One-way costs shifting is not a new concept. It has been the rule in legal aid cases since I started practice. An unsuccessful legal aid plaintiff may have an order for costs made against him not to be proceeded with without the leave of the court. I have never known any attempt made by an insurer following such an order to obtain costs or to seek to obtain costs against an unsuccessful claimant. Jackson, in his report, calls it the "legal aid shield". One-way costs shifting exists in legal aid.
In formulating his proposals, Lord Justice Jackson was assisted by calculations made by the Medical Protection Society, which over an 18-month period calculated that it had paid out £2.8 million in ATE insurance premiums which had been recovered by successful claimants as part of their costs. The Medical Protection Society had itself paid more than £9 million of defence costs of which it had recovered only £380,000 in costs orders against unsuccessful defendants. It had recovered only £380,000 but had had to pay £2.8 million in ATE insurance premiums to successful claimants. It follows that it would be far better financially for it not to seek costs at all when it wins if it could avoid paying the claimant's ATE premium when it loses. Lord Justice Jackson concluded:
"On the basis of the material provided during the Costs Review, it seems to me inevitable that, provided the costs rules are drafted so as (a) to deter frivolous or fraudulent claims22 and (b) to encourage acceptance of reasonable offers, the introduction of one way costs shifting will materially reduce the costs of personal injuries litigation. One layer of activity, namely ATE insurance against adverse costs liability, will have been removed from the personal injuries process".
Jackson recommended the introduction of qualified one-way costs shifting. The Government intend to introduce, through the civil procedure rules, such a regime. In my view, it is essential that the principles to be applied in formulating these civil procedure rules for one-way costs shifting should be on the face of this Bill. If the Bill provides on its face that the premiums for ATE insurance should fall upon the claimant, as it does in Clause 45, so should the provisions of one-way costs shifting, the other side of the coin, also appear in the Bill and be properly debated.
At the moment, I understand from discussions with the Government that no precise formulation of the alterations proposed to the CP rules has yet taken place. These rules are made by the Civil Procedure Rule Committee, which is an advisory non-departmental public body sponsored by the Ministry of Justice, headed by the Master of the Rolls and comprising five High Court judge members, one circuit judge member, two district judge members, three barristers, three solicitors and two consumer affairs lay members. I think that Parliament should give the rule committee its parameters and that it should not be left to the Executive, or for the committee simply to follow the recommendations of the Jackson report as it sees fit.

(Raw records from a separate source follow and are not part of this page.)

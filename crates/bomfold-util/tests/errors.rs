use bomfold_util::errors::BomfoldError;

#[test]
fn test_io_error_display() {
    let io_err = std::io::Error::new(std::io::ErrorKind::NotFound, "file missing");
    let err = BomfoldError::from(io_err);
    assert!(err.to_string().contains("I/O error"), "got: {err}");
}

#[test]
fn test_manifest_error_display() {
    let err = BomfoldError::Manifest {
        message: "Could not find deps.manifest".to_string(),
    };
    assert_eq!(
        err.to_string(),
        "Manifest error: Could not find deps.manifest"
    );
}

#[test]
fn test_config_error_display() {
    let err = BomfoldError::Config {
        message: "bad bom-policy".to_string(),
    };
    assert_eq!(err.to_string(), "Config error: bad bom-policy");
}

#[test]
fn test_output_error_display() {
    let err = BomfoldError::Output {
        message: "json failed".to_string(),
    };
    assert_eq!(err.to_string(), "Output error: json failed");
}

#[test]
fn test_generic_error_display() {
    let err = BomfoldError::Generic {
        message: "something broke".to_string(),
    };
    assert_eq!(err.to_string(), "something broke");
}

#[test]
fn test_io_error_from_conversion() {
    let io_err = std::io::Error::new(std::io::ErrorKind::PermissionDenied, "denied");
    let err: BomfoldError = io_err.into();
    assert!(matches!(err, BomfoldError::Io(_)));
}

The qualifications in this Bill follow the precedent of Section 11 of the Access to Justice Act 1999 in respect of legal aid; namely, that in making a costs order against a legally aided person, the judge may take into account his financial circumstances and the
30 Jan 2012 : Column 1335
Amendment 137D refers, first, to the one-way costs shifting applying to a claimant "regardless of" his means. The insurance companies do not want it and neither should the Government. It refers to actions which are brought against defendants who are insured or self-insured. We are not dealing with one-way costing where the action is brought against an individual. The amendment also proposes the extent of one-way costs shifting and seeks to add clarity in defining unreasonable conduct. Provision is also made for Part 36 offers. The amendment seems to deal with the objections that might be made to Lord Justice Jackson's original formulation, which the Government have accepted, and puts forward significant amendments.

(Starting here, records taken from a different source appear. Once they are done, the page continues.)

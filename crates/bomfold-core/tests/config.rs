use bomfold_core::config::{dirs_path, GlobalConfig, OutputFormat};
use bomfold_core::manifest::BomPolicy;

#[test]
fn test_global_config_defaults() {
    let config = GlobalConfig::default();
    assert_eq!(config.manifest.default_file, "deps.manifest");
    assert_eq!(config.manifest.env_file, ".bomfold.env");
    assert_eq!(config.resolve.bom_policy, BomPolicy::Nearest);
    assert_eq!(config.output.format, OutputFormat::Text);
}

#[test]
fn test_global_config_empty_toml_uses_defaults() {
    let config = GlobalConfig::from_str("").unwrap();
    assert_eq!(config.manifest.default_file, "deps.manifest");
    assert_eq!(config.resolve.bom_policy, BomPolicy::Nearest);
}

#[test]
fn test_global_config_parse_from_toml() {
    let toml = r#"
[manifest]
default-file = "app/deps.toml"

[resolve]
bom-policy = "single"

[output]
format = "json"
"#;
    let config = GlobalConfig::from_str(toml).unwrap();
    assert_eq!(config.manifest.default_file, "app/deps.toml");
    assert_eq!(config.manifest.env_file, ".bomfold.env");
    assert_eq!(config.resolve.bom_policy, BomPolicy::Single);
    assert_eq!(config.output.format, OutputFormat::Json);
    assert_eq!(config.load_options().bom_policy, BomPolicy::Single);
}

#[test]
fn test_global_config_rejects_unknown_policy() {
    let result = GlobalConfig::from_str("[resolve]\nbom-policy = \"newest\"\n");
    assert!(result.is_err());
}

#[test]
fn test_load_from_missing_file_fails() {
    let result = GlobalConfig::load_from(std::path::Path::new("/nonexistent/config.toml"));
    assert!(result.is_err());
}

#[test]
fn test_dirs_path_contains_bomfold() {
    assert!(dirs_path().ends_with(".bomfold"));
}

#[test]
fn test_output_format_from_name() {
    assert_eq!(OutputFormat::from_name("JSON"), Some(OutputFormat::Json));
    assert_eq!(OutputFormat::from_name("text"), Some(OutputFormat::Text));
    assert_eq!(OutputFormat::from_name("yaml"), None);
}
//! Handler for `bomfold resolve`.

use std::path::PathBuf;

use miette::Result;

use bomfold_core::config::{GlobalConfig, OutputFormat};
use bomfold_ops::ops_resolve::{self, ResolveOptions};
use bomfold_util::errors::BomfoldError;

pub fn exec(
    config: &GlobalConfig,
    path: Option<PathBuf>,
    format: Option<&str>,
    output: Option<PathBuf>,
) -> Result<()> {
    let manifest_path = super::manifest_path(config, path)?;

    let format = match format {
        Some(name) => OutputFormat::from_name(name).ok_or_else(|| BomfoldError::Generic {
            message: format!("Unknown output format '{name}' (expected text or json)"),
        })?,
        None => config.output.format,
    };

    let opts = ResolveOptions { format, output };
    ops_resolve::resolve(&manifest_path, config, &opts)
}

As I previously outlined, the expectation of the noble and learned Lord, Lord Irvine, in 1998 was that the premiums for ATE insurance would be in the region of £100 to £150 when he took the decision in 1999 to switch the responsibility for those premiums from the claimant to the losing defendant. But there were unintended consequences. Market forces took over. The claimant was happy to agree to any size of premium which he himself was never going to have to pay, win or lose. If he lost the case, the insurance company customarily waived the premium, in effect it self-insured itself against loss in such circumstances. In the case of Rogers v Merthyr Tydfil County Borough Council, Lady Justice Smith pointed out that cases were being advanced by claimants protected by ATE insurance when no private litigant would dare to take the risk. This judge, who is very experienced in personal injury claims-as I know to my cost-said:
"At present, the insured claimant can notionally pay the high premium which reflects his poor chances of success, secure in the knowledge that, if he wins, the premium will be recovered and, if he loses, he can walk away unscathed. I find it hard to believe that Parliament intended that claimants should be in so much better a position than the private litigant".
This change has meant that the claimant does not have to worry because he is not going to pay the premium, whatever happens.
Costs judges who were asked to assess a successful claimant's costs found it impossible to challenge the size of the premium. In that same Rogers case, Lord Justice Brooke said:
"District judges and costs judges do not ... have the expertise to judge the reasonableness of a premium except in very broad brush terms, and the viability of the ATE market will be imperilled if they regard themselves (without the assistance of expert evidence) as better qualified than the underwriter to rate the financial risk the insurer faces".
So the judges who are supposed to tax costs found that they could not enter into any discussion or sensible judgment as to what a premium should be. The claimant does not care about how much the premium is because he will never have to pay, and the taxing masters-the judges who deal with costs-will not enter that area at all, so that insurance companies can charge whatever premiums they like.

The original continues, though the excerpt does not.